INSTRUCTIONS FOR THE TASK: Starting at the top of the entries below, set down each line exactly as written, and stop after the line containing "use futures::future::BoxFuture;".
-- Opening Marker --
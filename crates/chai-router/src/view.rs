//! View registry and component resolution
//!
//! Views are registered up front under a canonical key (see
//! [`canonical_view_key`]). A route's declared component reference is matched
//! against the registry by trying the exact key, then `{key}/index`, then
//! `{key}View`. Matches and fallbacks are cached per resolver instance, so a
//! broken reference only goes through fallback resolution once until the
//! caches are cleared.

use crate::error::{RouterError, RouterResult};
use crate::path::canonical_view_key;
use futures::future::BoxFuture;
use parking_lot::Mutex;
use serde::{Serialize, Serializer};
use std::any::Any;
use std::collections::HashMap;
use std::fmt;
use std::future::Future;
use std::sync::Arc;
use tokio::sync::OnceCell;

/// Cache key used for the shared not-found view
const NOT_FOUND_CACHE_KEY: &str = "__not_found__";

/// Type-erased loaded view
pub type ViewHandle = Arc<dyn Any + Send + Sync>;

/// Factory producing a view when a route is first activated
pub type ViewFactory = Arc<dyn Fn() -> BoxFuture<'static, RouterResult<ViewHandle>> + Send + Sync>;

/// A loaded view module
#[derive(Clone)]
pub struct ViewModule {
    key: String,
    handle: ViewHandle,
}

impl ViewModule {
    /// Registry key the module was loaded from
    #[must_use]
    pub fn key(&self) -> &str {
        &self.key
    }

    /// Borrow the loaded view as a concrete type
    #[must_use]
    pub fn downcast_ref<T: Any>(&self) -> Option<&T> {
        self.handle.downcast_ref::<T>()
    }
}

impl fmt::Debug for ViewModule {
    fn fmt(&self, f: &mut fmt::Formatter<'_>) -> fmt::Result {
        f.debug_struct("ViewModule").field("key", &self.key).finish_non_exhaustive()
    }
}

/// Minimal error view built when neither the requested nor the not-found view is available
#[derive(Debug, Clone, PartialEq, Eq)]
pub struct PlaceholderView {
    /// Declared component reference that failed
    pub component: String,
    /// Failure description
    pub error: String,
}

/// What gets mounted when a route activates
#[derive(Debug, Clone)]
pub enum MountedView {
    /// A registered view module
    Module(ViewModule),
    /// Inline error placeholder
    Placeholder(PlaceholderView),
}

impl MountedView {
    /// Registry key of the mounted module, if any
    #[must_use]
    pub fn key(&self) -> Option<&str> {
        match self {
            Self::Module(module) => Some(module.key()),
            Self::Placeholder(_) => None,
        }
    }

    /// Whether this is the inline placeholder
    #[must_use]
    pub const fn is_placeholder(&self) -> bool {
        matches!(self, Self::Placeholder(_))
    }
}

/// Static mapping from canonical view key to view factory
#[derive(Clone, Default)]
pub struct ViewRegistry {
    factories: HashMap<String, ViewFactory>,
}

impl ViewRegistry {
    /// Create an empty registry
    #[must_use]
    pub fn new() -> Self {
        Self::default()
    }

    /// Register an async view factory under a reference
    ///
    /// The reference is canonicalised, so `system/user/index.vue` and
    /// `/system/user/index` register the same key.
    pub fn register<F, Fut>(&mut self, reference: &str, factory: F)
    where
        F: Fn() -> Fut + Send + Sync + 'static,
        Fut: Future<Output = RouterResult<ViewHandle>> + Send + 'static,
    {
        let factory: ViewFactory = Arc::new(move || Box::pin(factory()));
        self.factories.insert(canonical_view_key(reference), factory);
    }

    /// Register an already-built view value
    pub fn register_static<T>(&mut self, reference: &str, view: T)
    where
        T: Any + Send + Sync,
    {
        let handle: ViewHandle = Arc::new(view);
        self.register(reference, move || {
            let handle = Arc::clone(&handle);
            async move { Ok(handle) }
        });
    }

    /// Builder form of [`ViewRegistry::register_static`]
    #[must_use]
    pub fn with_view<T>(mut self, reference: &str, view: T) -> Self
    where
        T: Any + Send + Sync,
    {
        self.register_static(reference, view);
        self
    }

    /// Whether a canonical key is registered
    #[must_use]
    pub fn contains(&self, key: &str) -> bool {
        self.factories.contains_key(key)
    }

    /// Number of registered views
    #[must_use]
    pub fn len(&self) -> usize {
        self.factories.len()
    }

    /// Whether no views are registered
    #[must_use]
    pub fn is_empty(&self) -> bool {
        self.factories.is_empty()
    }

    fn factory(&self, key: &str) -> Option<ViewFactory> {
        self.factories.get(key).cloned()
    }
}

impl fmt::Debug for ViewRegistry {
    fn fmt(&self, f: &mut fmt::Formatter<'_>) -> fmt::Result {
        let mut keys: Vec<&String> = self.factories.keys().collect();
        keys.sort();
        f.debug_struct("ViewRegistry").field("keys", &keys).finish()
    }
}

/// Resolution counters
#[derive(Debug, Clone, Copy, Default, PartialEq, Eq)]
pub struct ResolverStats {
    /// Registry lookups performed for uncached references
    pub path_lookups: u64,
    /// References answered from the path cache
    pub path_cache_hits: u64,
    /// View factories invoked successfully
    pub modules_loaded: u64,
    /// Fallback views constructed for unresolvable references
    pub fallbacks: u64,
}

#[derive(Debug, Default)]
struct ResolverCaches {
    paths: HashMap<String, Option<String>>,
    mounted: HashMap<String, MountedView>,
    cells: HashMap<String, Arc<OnceCell<ViewModule>>>,
    stats: ResolverStats,
}

/// Maps declared component references to loaded views
#[derive(Debug)]
pub struct ComponentResolver {
    registry: ViewRegistry,
    not_found_view: String,
    caches: Mutex<ResolverCaches>,
}

impl ComponentResolver {
    /// Create a resolver over a registry
    ///
    /// `not_found_view` names the registered view mounted for unresolvable
    /// references.
    pub fn new(registry: ViewRegistry, not_found_view: &str) -> Self {
        Self {
            registry,
            not_found_view: canonical_view_key(not_found_view),
            caches: Mutex::new(ResolverCaches::default()),
        }
    }

    /// Find the registry key for a declared component reference
    ///
    /// Candidates are tried in order: exact key, `{key}/index`, `{key}View`.
    /// The answer, including a miss, is cached by the declared reference.
    pub fn resolve_path(&self, reference: &str) -> Option<String> {
        let mut caches = self.caches.lock();
        if let Some(cached) = caches.paths.get(reference) {
            let cached = cached.clone();
            caches.stats.path_cache_hits += 1;
            tracing::debug!(reference, resolved = ?cached, "component path cache hit");
            return cached;
        }

        caches.stats.path_lookups += 1;
        let key = canonical_view_key(reference);
        let resolved = [key.clone(), format!("{key}/index"), format!("{key}View")]
            .into_iter()
            .find(|candidate| !key.is_empty() && self.registry.contains(candidate));
        caches.paths.insert(reference.to_string(), resolved.clone());
        resolved
    }

    /// Load the view for a declared component reference
    ///
    /// Never fails: an unresolvable reference or a failing factory mounts the
    /// not-found view, or an inline placeholder when that is unavailable too.
    pub async fn load(&self, reference: &str) -> MountedView {
        if let Some(mounted) = self.caches.lock().mounted.get(reference) {
            tracing::debug!(reference, "mounted view cache hit");
            return mounted.clone();
        }

        let error = match self.resolve_path(reference) {
            Some(key) => match self.load_module(&key, &key).await {
                Ok(module) => {
                    let mounted = MountedView::Module(module);
                    self.remember(reference, &mounted);
                    return mounted;
                }
                Err(err) => err,
            },
            None => RouterError::component_resolution(reference),
        };

        tracing::warn!(reference, error = %error, "component unavailable, mounting fallback");
        let mounted = self.fallback(reference, &error).await;
        self.remember(reference, &mounted);
        mounted
    }

    /// Snapshot of resolution counters
    pub fn stats(&self) -> ResolverStats {
        self.caches.lock().stats
    }

    /// Drop every cached path, module and fallback
    pub fn clear_caches(&self) {
        let mut caches = self.caches.lock();
        caches.paths.clear();
        caches.mounted.clear();
        caches.cells.clear();
        tracing::debug!("component resolver caches cleared");
    }

    async fn fallback(&self, reference: &str, error: &RouterError) -> MountedView {
        self.caches.lock().stats.fallbacks += 1;

        if self.registry.contains(&self.not_found_view) {
            match self
                .load_module(NOT_FOUND_CACHE_KEY, &self.not_found_view)
                .await
            {
                Ok(module) => return MountedView::Module(module),
                Err(err) => {
                    tracing::error!(view = %self.not_found_view, error = %err, "not-found view failed to load");
                }
            }
        }

        MountedView::Placeholder(PlaceholderView {
            component: reference.to_string(),
            error: error.to_string(),
        })
    }

    async fn load_module(&self, cache_key: &str, key: &str) -> RouterResult<ViewModule> {
        let factory = self
            .registry
            .factory(key)
            .ok_or_else(|| RouterError::component_resolution(key))?;
        let cell = Arc::clone(
            self.caches
                .lock()
                .cells
                .entry(cache_key.to_string())
                .or_default(),
        );

        let module = cell
            .get_or_try_init(|| async {
                let handle = factory().await?;
                self.caches.lock().stats.modules_loaded += 1;
                tracing::debug!(key, "view module loaded");
                Ok::<_, RouterError>(ViewModule {
                    key: key.to_string(),
                    handle,
                })
            })
            .await
            .map_err(|err| match err {
                RouterError::ViewLoad { .. } => err,
                other => RouterError::view_load(key, other.to_string()),
            })?;
        Ok(module.clone())
    }

    fn remember(&self, reference: &str, mounted: &MountedView) {
        self.caches
            .lock()
            .mounted
            .insert(reference.to_string(), mounted.clone());
    }
}

/// A route's mount target, loaded on first activation and memoized
#[derive(Clone)]
pub struct LazyView {
    component: String,
    resolver: Arc<ComponentResolver>,
    cell: Arc<OnceCell<MountedView>>,
}

impl LazyView {
    /// Create an unloaded view for a declared component reference
    pub fn new(component: impl Into<String>, resolver: Arc<ComponentResolver>) -> Self {
        Self {
            component: component.into(),
            resolver,
            cell: Arc::new(OnceCell::new()),
        }
    }

    /// Declared component reference
    #[must_use]
    pub fn component(&self) -> &str {
        &self.component
    }

    /// Whether the view has been loaded
    #[must_use]
    pub fn is_loaded(&self) -> bool {
        self.cell.initialized()
    }

    /// Load the view, resolving it on the first call only
    pub async fn load(&self) -> MountedView {
        self.cell
            .get_or_init(|| self.resolver.load(&self.component))
            .await
            .clone()
    }
}

impl fmt::Debug for LazyView {
    fn fmt(&self, f: &mut fmt::Formatter<'_>) -> fmt::Result {
        f.debug_struct("LazyView")
            .field("component", &self.component)
            .field("loaded", &self.is_loaded())
            .finish_non_exhaustive()
    }
}

impl PartialEq for LazyView {
    fn eq(&self, other: &Self) -> bool {
        self.component == other.component
    }
}

impl Serialize for LazyView {
    fn serialize<S: Serializer>(&self, serializer: S) -> Result<S::Ok, S::Error> {
        serializer.serialize_str(&self.component)
    }
}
-- Closing Marker --
OUTPUT OF THE TASK:
filename crates/chai-router/src/view.rs
//! View registry and component resolution
//!
//! Views are registered up front under a canonical key (see
//! [`canonical_view_key`]). A route's declared component reference is matched
//! against the registry by trying the exact key, then `{key}/index`, then
//! `{key}View`. Matches and fallbacks are cached per resolver instance, so a
//! broken reference only goes through fallback resolution once until the
//! caches are cleared.

use crate::error::{RouterError, RouterResult};
use crate::path::canonical_view_key;
use futures::future::BoxFuture;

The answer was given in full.